Keywords

1 Introduction

The huge requirement of internet-based technology and application heads toward the rapid development of the cloud computing environment. It offers numerous services over the internet. Users of cloud computing avail facilities like computing resources, storage for data, system resources, etc. with an illusion of infinite computing facilities. All these are handled by data centers that are geographically distributed and situated in many regions. Cloud computing provides mainly three types of services infrastructure as a service (IaaS), platform as a service (PaaS), and software as a service (SaaS) [1]. Resource provision along with elastic computing is provided by the IaaS cloud. In PaaS, clients are given authority to use the cloud environment to build their software in the platform provided by cloud service providers (CSP). Users can avail of PaaS to use the software directly from the CSP. Virtualization is an important aspect of cloud computing, which enables a required number of virtual machines (VM) to the users [2]. It plays a vital role in task scheduling in a cloud computing environment. Different users submit their requests to the cloud environment in the form of a set of tasks that are allocated to machines or VMs in the cloud. Cloud computing follows the technique behind a combination of parallel and distributed computing. In a cloud system, the user aims to achieve efficient scheduling parameters after allocating all the tasks to the available resources [3, 4]. To provide an efficient and optimal schedule, it is required to analyze different optimization parameters which can be implemented in cloud task scheduling. In most of the research studies, evaluation parameters like makespan, cloud utilization, deadline time, energy consumption, etc. are considered [5,6,7].

Nowadays, energy consumption has become the crucial factor in cloud datacenters. To reduce it, cloud engineers are approaching nature-inspired optimized scheduling techniques which focus on less energy consumption in data centers.

Energy estimation and cloud resources usage are profoundly coupled [8, 9]. Low cloud resource usage is hollering an unsuitable measure of energy when they are completely used or adequately stacked.

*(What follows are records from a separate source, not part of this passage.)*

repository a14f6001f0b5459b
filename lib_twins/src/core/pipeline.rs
//! # State Ingestion Pipeline
//!
//! Turns inbound telemetry into states. A message is resolved through the
//! router, its SenML pack decoded, and every record becomes exactly one
//! [`State`]: a snapshot that carries the previous state's payload forward
//! with the routed attribute set to the record's value.
//!
//! The router read lock is held until the states are written, so a message
//! is always stored against the definition that was current when it matched.
//! Ingestion for the same twin is serialized to keep state IDs gap-free;
//! different twins proceed in parallel.

use std::sync::Arc;

use async_trait::async_trait;
use chrono::Utc;
use serde_json::{json, Map};

use crate::core::contracts::{MessageHandler, StateRepository};
use crate::core::errors::{Result, TwinsError};
use crate::core::keyed_lock::KeyedLock;
use crate::core::model::{Message, State};
use crate::core::notifier::Notifier;
use crate::core::router::SharedRouter;
use crate::core::senml;

pub const SAVE_STATES: &str = "saveStates";

pub struct StatePipeline {
    router: SharedRouter,
    states: Arc<dyn StateRepository>,
    notifier: Arc<Notifier>,
    locks: KeyedLock,
}

impl StatePipeline {
    pub fn new(router: SharedRouter, states: Arc<dyn StateRepository>, notifier: Arc<Notifier>) -> Self {
        Self {
            router,
            states,
            notifier,
            locks: KeyedLock::new(),
        }
    }

    /// Persists one state per record and returns how many were written.
    pub async fn save_states(&self, message: &Message) -> Result<usize> {
        let outcome = self.ingest(message).await;
        let report = outcome.as_ref().map(|saved| {
            json!({
                "channel": message.channel,
                "subtopic": message.subtopic,
                "states": saved,
            })
        });
        self.notifier.notify(SAVE_STATES, &report.map_err(Clone::clone)).await;
        outcome
    }

    async fn ingest(&self, message: &Message) -> Result<usize> {
        let router = self.router.read().await;
        let Some(route) = router.resolve(&message.channel, &message.subtopic) else {
            log::debug!(
                "No twin routes {}/{}, dropping message",
                message.channel,
                message.subtopic
            );
            return Err(TwinsError::NotFound);
        };

        let records = senml::decode(&message.payload)?;
        if records.is_empty() {
            return Ok(0);
        }

        let _guard = self.locks.lock(&route.twin_id).await;
        let mut last = self.states.retrieve_last(&route.twin_id).await?;

        for rec in &records {
            let (id, mut payload) = match last.take() {
                Some(prev) => (prev.id + 1, prev.payload),
                None => (0, Map::new()),
            };
            payload.insert(route.attribute.name.clone(), rec.value.clone());

            let state = State {
                twin_id: route.twin_id.clone(),
                id,
                definition: route.revision,
                created: rec.time.unwrap_or_else(Utc::now),
                payload,
            };
            self.states.save(&state).await?;
            last = Some(state);
        }

        log::debug!(
            "Saved {} states for twin '{}' attribute '{}'",
            records.len(),
            route.twin_id,
            route.attribute.name
        );
        Ok(records.len())
    }
}

#[async_trait]
impl MessageHandler for StatePipeline {
    async fn handle(&self, message: Message) -> Result<()> {
        self.save_states(&message).await.map(|_| ())
    }
}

A new review on energy utilization and carbon emission of huge data centers is exceptionally high in the year of 2005, in the USA. Data centers in European locale have been assessed to devoured 1% sum of carbon emission, while in the USA, it is 2.8% around the same time [9,10,11,12,13]. In distributed computing, the basic equipment framework is hidden from the end client. Even though application solicitation can be thought about for low utilization of energy and high usage of cloud resources, cloud resources ought not to be over-burden or underloaded by the undertakings, rather ought to be utilized ideally [14].

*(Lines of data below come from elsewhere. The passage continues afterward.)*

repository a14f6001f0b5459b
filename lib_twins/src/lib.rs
//! # lib_twins
//!
//! Digital twins for IoT telemetry: a registry of revisioned twin definitions,
//! an attribute router built from them, and a pipeline that turns SenML
//! messages from a pub/sub transport into stored twin states.

// Declare the modules to re-export
pub mod configs;
#[cfg(feature = "memory")]
pub mod connections;
pub mod core;
#[cfg(feature = "loggers")]
pub mod loggers;

// Re-export the service surface
pub use crate::configs::TwinsConfig;
pub use crate::core::*;
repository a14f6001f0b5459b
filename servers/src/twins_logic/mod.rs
pub mod config;
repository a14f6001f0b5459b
//! # Twins Service
//!
//! Facade wiring the registry, router, pipeline, query engine and
//! subscription manager over one set of collaborators. This is the API
//! callers and transport adapters use.

use std::sync::Arc;

use serde_json::json;

use crate::configs::config_twins::TwinsConfig;
use crate::core::contracts::{IdProvider, IdentityProvider, PubSub, StateRepository, TwinRepository};
use crate::core::errors::Result;
use crate::core::model::{Definition, Message, Metadata, RouteKey, StatesPage, Twin, TwinsPage};
use crate::core::notifier::Notifier;
use crate::core::pipeline::StatePipeline;
use crate::core::query::StateQuery;
use crate::core::registry::TwinRegistry;
use crate::core::router::{AttributeRouter, Route, SharedRouter};
use crate::core::subscriptions::SubscriptionManager;

pub const ADD_TWIN: &str = "addTwin";
pub const UPDATE_TWIN: &str = "updateTwin";
pub const REMOVE_TWIN: &str = "removeTwin";

/// External capabilities the service is built on.
#[derive(Clone)]
pub struct Collaborators {
    pub auth: Arc<dyn IdentityProvider>,
    pub twins: Arc<dyn TwinRepository>,
    pub states: Arc<dyn StateRepository>,
    pub ids: Arc<dyn IdProvider>,
    pub pubsub: Arc<dyn PubSub>,
}

pub struct TwinsService {
    registry: TwinRegistry,
    router: SharedRouter,
    pipeline: Arc<StatePipeline>,
    query: StateQuery,
    subscriptions: Arc<SubscriptionManager>,
    notifier: Arc<Notifier>,
}

impl TwinsService {
    pub fn new(collab: Collaborators, config: &TwinsConfig) -> Self {
        let router = AttributeRouter::shared();
        let notifier = Arc::new(Notifier::new(
            Arc::clone(&collab.pubsub),
            config.notify_channel.clone(),
        ));
        let pipeline = Arc::new(StatePipeline::new(
            Arc::clone(&router),
            Arc::clone(&collab.states),
            Arc::clone(&notifier),
        ));
        let subscriptions = Arc::new(SubscriptionManager::new(
            Arc::clone(&collab.pubsub),
            pipeline.clone(),
            Arc::clone(&router),
        ));
        let registry = TwinRegistry::new(
            Arc::clone(&collab.auth),
            Arc::clone(&collab.twins),
            Arc::clone(&collab.ids),
            Arc::clone(&router),
            Arc::clone(&subscriptions),
            config.notify_channel.clone(),
        );
        let query = StateQuery::new(collab.auth, collab.twins, collab.states);

        Self {
            registry,
            router,
            pipeline,
            query,
            subscriptions,
            notifier,
        }
    }

    pub async fn add_twin(&self, token: &str, twin: Twin, def: Definition) -> Result<Twin> {
        let outcome = self.registry.add_twin(token, twin, def).await;
        self.notifier.notify(ADD_TWIN, &outcome).await;
        outcome
    }

    pub async fn update_twin(&self, token: &str, twin: Twin, def: Definition) -> Result<()> {
        let id = twin.id.clone();
        let outcome = self.registry.update_twin(token, twin, def).await;
        self.notifier
            .notify(UPDATE_TWIN, &outcome.clone().map(|()| json!({ "id": id })))
            .await;
        outcome
    }

    pub async fn view_twin(&self, token: &str, id: &str) -> Result<Twin> {
        self.registry.view_twin(token, id).await
    }

    pub async fn list_twins(
        &self,
        token: &str,
        offset: u64,
        limit: u64,
        name: Option<&str>,
        metadata: Option<&Metadata>,
    ) -> Result<TwinsPage> {
        self.registry.list_twins(token, offset, limit, name, metadata).await
    }

    pub async fn remove_twin(&self, token: &str, id: &str) -> Result<()> {
        let outcome = self.registry.remove_twin(token, id).await;
        self.notifier
            .notify(REMOVE_TWIN, &outcome.clone().map(|()| json!({ "id": id })))
            .await;
        outcome
    }

    pub async fn save_states(&self, message: &Message) -> Result<usize> {
        self.pipeline.save_states(message).await
    }

    pub async fn list_states(&self, token: &str, offset: u64, limit: u64, twin_id: &str) -> Result<StatesPage> {
        self.query.list_states(token, offset, limit, twin_id).await
    }

    /// Rebuilds routing and subscriptions from stored twins. Call once at startup.
    pub async fn restore(&self) -> Result<usize> {
        self.registry.restore().await
    }

    pub async fn resolve(&self, channel: &str, subtopic: &str) -> Option<Route> {
        self.router.read().await.resolve(channel, subtopic).cloned()
    }

    /// Routing keys the transport is currently subscribed to.
    pub async fn subscriptions(&self) -> Vec<RouteKey> {
        self.subscriptions.active().await
    }

    /// The handler to register with transports that deliver telemetry.
    pub fn handler(&self) -> Arc<StatePipeline> {
        Arc::clone(&self.pipeline)
    }
}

In cloud task scheduling, different types of techniques are like heuristics scheduling, workflow scheduling, static scheduling, and dynamic scheduling [15]. According to the complexity of an algorithm, task scheduling can be described as heuristic, meta-heuristic, and hybrid task scheduling approaches [16]. Heuristics algorithms are mainly used to evaluate task scheduling algorithms like minimum execution time (MET), minimum completion time (MCT), shortest job to fastest processor (SJFP), min-min, max–min. In a cloud environment, generating a task schedule using a meta-heuristic algorithm is becoming the most approachable area of research. It deals with a multi-modal optimization problem. Task scheduling in the cloud is an NP-complete problem using meta-heuristics methods. Traditional meta-heuristics algorithms are particle swarm optimization (PSO), ant colony optimization (ACO), genetic algorithm (GA). In the recent study, a variety of approaches are found like Jaya algorithm, social-group optimization (SGO), teaching learning-based optimization (TLBO), etc. All these algorithms focus on a set of populations. In PSO, these populations are considered as particles. Scheduling is applied on this set of solutions to generate an efficient schedule. Using popular cloud scheduling parameters like makespan, it is evaluated [17].

In PSO, a set of particles is considered and initialized randomly. Each particle is assumed to be a task and is allocated to the available VM. Random initialization of particles is an important key factor in PSO. It leads to providing a wide range of search space for the particles which is a boost to an optimal solution [18]. It improves the performance of the PSO algorithm. The working mechanism of PSO is given through a flowchart in Fig. 1.

Fig. 1
A flow diagram illustrates the particle swarm optimisation working mechanism. A set of particles is considered and randomly initialised in P S O.

PSO working mechanism

In this paper, the proposed method is to utilize heuristic scheduling algorithms to initialize the PSO search process. Makespan, cloud utilization, and energy consumption are also considered as optimization parameters [19]. The rest of the paper is listed as follows. Section 2 overviews the related works. Section 3 describes the system model of our scheduling approach. The scheduling algorithm is presented in Sect. 4. Experimental evaluations and importance of dataset are described in Sect. 5. Section 6 concludes our work and highlights the future works.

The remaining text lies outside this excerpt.